The 2017 Chevrolet Colorado ZR2 features the same Dynamic Suspensions Spool Valve (DSSV) damper technology as an Aston Martin One-77, Ford GT, Mercedes-AMG GT and the Red Bull F1 cars that won the constructors' championships from 2010 to 2013. It was pretty incredible when they were fitted to the 2014 Camaro Z/28, so when Chevrolet asked DSSV producer Multimatic to create spool valve dampers for a performance off-road midsize truck, there was no shortage of eyebrows raised. It would be a challenge, as one couldn't simply pop in a set of dampers from a Z/28 and expect them to do the same job in the ZR2.
But, therein lies the first benefit of spool valve dampers: their adaptability. No two applications are alike since Multimatic has made it so easy for manufacturers to specify the exact damping characteristics they seek. Those characteristics can be put into numerical values, you see, which are then entered into special "SpecFinder" software. Multimatic then precisely crafts spool valves that create those exact characteristics.
OK, so what the heck is a spool valve? They are small metal cylinders, roughly half the height of a C battery, with several customized ports that allow for the controlled passage of hydraulic fluid through a suspension damper. It is the precise shape of these ports, which control both suspension compression and rebound that were specified by Chevrolet and created by Multimatic.
Besides customization, they are easily reproduced, have virtually no variation from part to part (a problem with typical shocks) and dramatically reduce the amount of fine-tuning engineers must do with typical dampers. Multimatic was able to run 15,000 simulations before a single part was built, and as a result, the ZR2's real-world tuning and development took a quarter of the time it normally would to sign off on a suspension.
So it makes the lives of Chevrolet engineers easier, why exactly is it so great when you're actually driving the ZR2? Since those little spool valve ports can be shaped to let more or less hydraulic fluid through as the wheel travel dictates, the ZR2 will have a much greater ability to provide the firmness and control needed when driving aggressively, yet be soft enough to deliver a comfortable on-road ride over bumps.
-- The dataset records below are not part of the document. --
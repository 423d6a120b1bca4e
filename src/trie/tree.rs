use std::collections::HashMap;

use super::node::{merge_ranges, Range, TrieNode};
use crate::encoding::{Decoder, Encoder};
use crate::error::{Result, SearchError};

/// Compressed radix trie over token text.
///
/// Edges carry multi-character fragments; a chain of single-child nodes is
/// always collapsed into one edge, and an edge is only split at the moment
/// two inserted words diverge. Each node's postings record where the word
/// spelled out by the path to that node occurs.
#[derive(Clone, Debug, Default)]
pub struct Trie {
    root: TrieNode,
}

impl Trie {
    pub fn new() -> Self {
        Self::default()
    }

    /// Insert one occurrence of `text` for the given location.
    pub fn insert(&mut self, text: &str, location_id: u32, range: Range) {
        let mut node = &mut self.root;
        let mut text = text;

        loop {
            let first = match text.chars().next() {
                Some(first) => first,
                None => {
                    node.add_position(location_id, range);
                    return;
                }
            };

            if !node.children.contains_key(&first) {
                let mut leaf = TrieNode::new(text.to_string());
                leaf.add_position(location_id, range);
                node.children.insert(first, leaf);
                return;
            }

            let child = node.children.get_mut(&first).unwrap();
            let common = common_prefix_len(&child.fragment, text);

            // Diverged mid-edge: split the edge at the divergence point and
            // re-parent the original child under the new intermediate node.
            if common < child.fragment.len() {
                split_edge(child, common);
            }

            text = &text[common..];
            node = child;
        }
    }

    /// Find every location matching `prefix`, with merged ranges.
    ///
    /// A query that ends partway along an edge matches everything below
    /// that edge; a query that diverges from every edge matches nothing.
    pub fn search(&self, prefix: &str) -> HashMap<u32, Vec<Range>> {
        let mut node = &self.root;
        let mut text = prefix;

        while !text.is_empty() {
            let first = text.chars().next().unwrap();
            let child = match node.children.get(&first) {
                Some(child) => child,
                None => return HashMap::new(),
            };

            if text.len() >= child.fragment.len() {
                if !text.starts_with(child.fragment.as_str()) {
                    return HashMap::new();
                }
                text = &text[child.fragment.len()..];
            } else {
                // The query is a prefix of this edge: everything below matches.
                if !child.fragment.starts_with(text) {
                    return HashMap::new();
                }
                text = "";
            }

            node = child;
        }

        let mut found: HashMap<u32, Vec<Range>> = HashMap::new();
        let mut stack = vec![node];

        while let Some(node) = stack.pop() {
            for (&location_id, ranges) in &node.postings {
                merge_ranges(found.entry(location_id).or_default(), ranges);
            }
            stack.extend(node.children.values());
        }

        found
    }

    /// Reconstruct every indexed word by accumulating edge fragments on a
    /// path buffer during traversal.
    pub fn terms(&self) -> Vec<String> {
        let mut words = Vec::new();
        let mut buffer = String::new();
        let mut stack = vec![(self.root.children.values(), 0usize)];

        loop {
            let next = match stack.last_mut() {
                Some((iter, _)) => iter.next(),
                None => break,
            };

            match next {
                Some(child) => {
                    buffer.push_str(&child.fragment);
                    if !child.postings.is_empty() {
                        words.push(buffer.clone());
                    }
                    stack.push((child.children.values(), child.fragment.len()));
                }
                None => {
                    let (_, fragment_len) = stack.pop().unwrap();
                    buffer.truncate(buffer.len() - fragment_len);
                }
            }
        }

        words
    }

    /// Node count and maximum depth, for index statistics.
    pub fn measure(&self) -> (usize, usize) {
        let mut nodes = 0;
        let mut max_depth = 0;
        let mut stack = vec![(&self.root, 1usize)];

        while let Some((node, depth)) = stack.pop() {
            nodes += 1;
            max_depth = max_depth.max(depth);
            for child in node.children.values() {
                stack.push((child, depth + 1));
            }
        }

        (nodes, max_depth)
    }

    /// Serialize the trie with the stack tree protocol.
    pub fn store(&self, enc: &mut Encoder) {
        let mut pending_pops: u32 = 0;
        let mut node_count = 1usize;

        self.root.store(enc);
        let mut stack = vec![self.root.children.values()];

        while let Some(top) = stack.last_mut() {
            match top.next() {
                Some(child) => {
                    if pending_pops > 0 {
                        enc.write_vlq(pending_pops);
                        pending_pops = 0;
                    }
                    child.store(enc);
                    node_count += 1;
                    stack.push(child.children.values());
                }
                None => {
                    stack.pop();
                    pending_pops += 1;
                }
            }
        }

        if pending_pops > 0 {
            enc.write_vlq(pending_pops);
        }

        tracing::debug!(nodes = node_count, "stored index tree");
    }

    /// Decode a trie, replaying the depth-first encoding with an explicit
    /// node stack; pop counts attach completed subtrees to their parents.
    pub fn load(dec: &mut Decoder) -> Result<Self> {
        let mut stack: Vec<TrieNode> = Vec::new();
        let mut total = 0usize;

        loop {
            let (node, has_children) = TrieNode::load(dec)?;
            total += 1;
            stack.push(node);

            if has_children {
                continue;
            }

            let mut pops = dec.read_vlq()?;
            while pops > 0 {
                let child = stack.pop().ok_or(SearchError::StackUnderflow)?;
                pops -= 1;

                match stack.last_mut() {
                    Some(parent) => {
                        let key = child.fragment.chars().next().ok_or_else(|| {
                            SearchError::InvalidStructure(
                                "trie child with empty fragment".to_string(),
                            )
                        })?;
                        parent.children.insert(key, child);
                    }
                    None => {
                        if pops > 0 {
                            return Err(SearchError::StackUnderflow);
                        }
                        tracing::debug!(nodes = total, "loaded index tree");
                        return Ok(Self { root: child });
                    }
                }
            }
        }
    }

    #[cfg(test)]
    pub(crate) fn root(&self) -> &TrieNode {
        &self.root
    }
}

/// Byte length of the longest common prefix, aligned to a char boundary.
fn common_prefix_len(a: &str, b: &str) -> usize {
    let mut len = 0;

    for (ca, cb) in a.chars().zip(b.chars()) {
        if ca != cb {
            break;
        }
        len += ca.len_utf8();
    }

    len
}

/// Split a node's edge at `at` bytes: the node keeps the head of its
/// fragment and becomes an intermediate node whose only child carries the
/// tail along with the original postings and children.
fn split_edge(node: &mut TrieNode, at: usize) {
    let tail = node.fragment.split_off(at);
    let tail_first = tail.chars().next().expect("split at fragment end");

    let mut moved = TrieNode::new(tail);
    moved.children = std::mem::take(&mut node.children);
    moved.postings = std::mem::take(&mut node.postings);

    node.children.insert(tail_first, moved);
}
But wait, there's more! Thus far, what's been described is what you'd find in the Z/28 or an AMG GT. To produce a DSSV suspension for a performance off-road application like the ZR2, a third spool valve was added to the typical pair. Think of it as the emergency off-road back-up. When more severe suspension compression occurs, say when landing hard off-road, the third, larger damper and spool valve is put into action by the damper exceeding its usual amount of travel. Through this greater stroke, the third spool valve is still able to precisely control its dampening force. The addition of this third valve allows for what is called Position Sensitive Damping.
Altogether, the Colorado ZR2's trick suspension allows a similar amount of wheel travel as more traditional damper designs, but it's capable of absorbing more energy. Specifically, there's 35-percent less load going through the truck, and occupant movement is reduced by 50 percent. That means Chevrolet didn't need to strengthen the truck as much to withstand the added demands of high-speed off-road driving, while simultaneously allowing you to drive even faster. Plus, it's a far more comfortable truck to drive on-road.
By comparison, trucks with regular monotube dampers are swell at dealing with the rigors of off-road performance, but result in a comparatively punishing ride. Twin-tube dampers are essentially the opposite and both designs are inherently restricted from providing a best-of-both-worlds scenario. The ZR2's Positive Sensitive Damping apparently does just that, according to 25-year off-road racing vet Bryan Kudela, who assisted in the real-world testing. He seemed genuinely floored by the ZR2's on-road comfort as much as its performance capabilities.
Now, you might be wondering why GM's already renowned magnetorheological dampers weren't used instead. Don't they do roughly the same thing? They do, however, they are far more heat sensitive, which is a serious factor in a hardcore, high-speed, off-road application. There is also much greater complexity, whereas DSSV is a mechanical solution less impacted by temperature and fluid viscosity. Which is all just a complicated way of saying the ZR2 has a supercar suspension.